TASK REQUIREMENTS
Identify each line below that contains the word "sessions", and copy it out.

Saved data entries
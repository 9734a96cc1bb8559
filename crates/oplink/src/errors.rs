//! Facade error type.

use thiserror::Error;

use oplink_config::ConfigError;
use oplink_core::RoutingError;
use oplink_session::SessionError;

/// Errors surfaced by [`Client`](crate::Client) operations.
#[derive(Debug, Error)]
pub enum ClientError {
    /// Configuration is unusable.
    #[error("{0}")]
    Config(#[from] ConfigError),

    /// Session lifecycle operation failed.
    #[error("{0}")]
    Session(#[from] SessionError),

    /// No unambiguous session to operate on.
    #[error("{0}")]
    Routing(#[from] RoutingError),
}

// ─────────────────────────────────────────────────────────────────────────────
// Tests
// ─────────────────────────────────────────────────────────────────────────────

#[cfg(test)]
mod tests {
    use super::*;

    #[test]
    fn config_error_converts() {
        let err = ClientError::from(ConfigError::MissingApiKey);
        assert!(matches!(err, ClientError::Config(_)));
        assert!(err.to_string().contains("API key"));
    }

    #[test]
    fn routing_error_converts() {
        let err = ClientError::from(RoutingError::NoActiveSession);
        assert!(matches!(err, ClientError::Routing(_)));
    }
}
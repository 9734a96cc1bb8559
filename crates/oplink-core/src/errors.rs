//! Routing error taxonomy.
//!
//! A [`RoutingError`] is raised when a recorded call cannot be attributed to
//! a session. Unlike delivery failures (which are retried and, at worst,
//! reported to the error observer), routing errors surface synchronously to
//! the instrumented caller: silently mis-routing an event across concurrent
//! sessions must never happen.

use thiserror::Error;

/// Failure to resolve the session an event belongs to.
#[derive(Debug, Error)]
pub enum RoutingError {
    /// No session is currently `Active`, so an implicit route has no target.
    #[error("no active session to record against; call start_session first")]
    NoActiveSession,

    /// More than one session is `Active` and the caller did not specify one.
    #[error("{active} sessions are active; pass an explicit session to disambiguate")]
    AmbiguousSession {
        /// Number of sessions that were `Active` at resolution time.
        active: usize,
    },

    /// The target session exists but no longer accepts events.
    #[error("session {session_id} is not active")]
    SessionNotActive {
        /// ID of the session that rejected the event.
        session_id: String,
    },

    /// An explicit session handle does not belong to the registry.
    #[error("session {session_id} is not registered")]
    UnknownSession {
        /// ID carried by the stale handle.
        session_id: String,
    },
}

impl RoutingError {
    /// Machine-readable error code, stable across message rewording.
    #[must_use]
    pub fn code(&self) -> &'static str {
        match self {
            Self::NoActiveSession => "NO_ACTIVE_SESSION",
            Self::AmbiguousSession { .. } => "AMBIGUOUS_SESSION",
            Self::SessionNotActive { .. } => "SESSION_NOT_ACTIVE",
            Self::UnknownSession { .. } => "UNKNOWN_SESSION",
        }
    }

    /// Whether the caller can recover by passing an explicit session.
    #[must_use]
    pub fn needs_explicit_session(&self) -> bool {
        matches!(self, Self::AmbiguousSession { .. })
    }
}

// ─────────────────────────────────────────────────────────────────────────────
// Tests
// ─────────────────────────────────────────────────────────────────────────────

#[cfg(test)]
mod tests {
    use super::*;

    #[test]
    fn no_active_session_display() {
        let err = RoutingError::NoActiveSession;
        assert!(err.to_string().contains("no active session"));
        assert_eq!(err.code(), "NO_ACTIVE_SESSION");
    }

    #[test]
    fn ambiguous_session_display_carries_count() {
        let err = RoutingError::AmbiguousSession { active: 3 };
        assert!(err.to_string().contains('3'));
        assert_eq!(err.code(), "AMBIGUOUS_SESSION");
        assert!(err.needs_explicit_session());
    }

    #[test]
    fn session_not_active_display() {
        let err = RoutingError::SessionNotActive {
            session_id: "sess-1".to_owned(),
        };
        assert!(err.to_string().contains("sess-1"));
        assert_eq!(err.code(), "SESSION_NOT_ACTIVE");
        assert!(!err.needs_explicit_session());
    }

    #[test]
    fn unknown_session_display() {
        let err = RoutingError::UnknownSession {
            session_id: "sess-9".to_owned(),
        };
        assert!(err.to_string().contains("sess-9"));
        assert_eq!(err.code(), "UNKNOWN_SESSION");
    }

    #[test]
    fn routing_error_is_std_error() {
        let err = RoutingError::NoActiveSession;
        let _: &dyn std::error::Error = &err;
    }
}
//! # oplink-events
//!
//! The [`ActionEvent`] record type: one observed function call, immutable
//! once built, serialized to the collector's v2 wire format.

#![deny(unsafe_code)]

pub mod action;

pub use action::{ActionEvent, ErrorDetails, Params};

TASK SOLUTION
//! sessions must never happen.
    #[error("{active} sessions are active; pass an explicit session to disambiguate")]
        /// Number of sessions that were `Active` at resolution time.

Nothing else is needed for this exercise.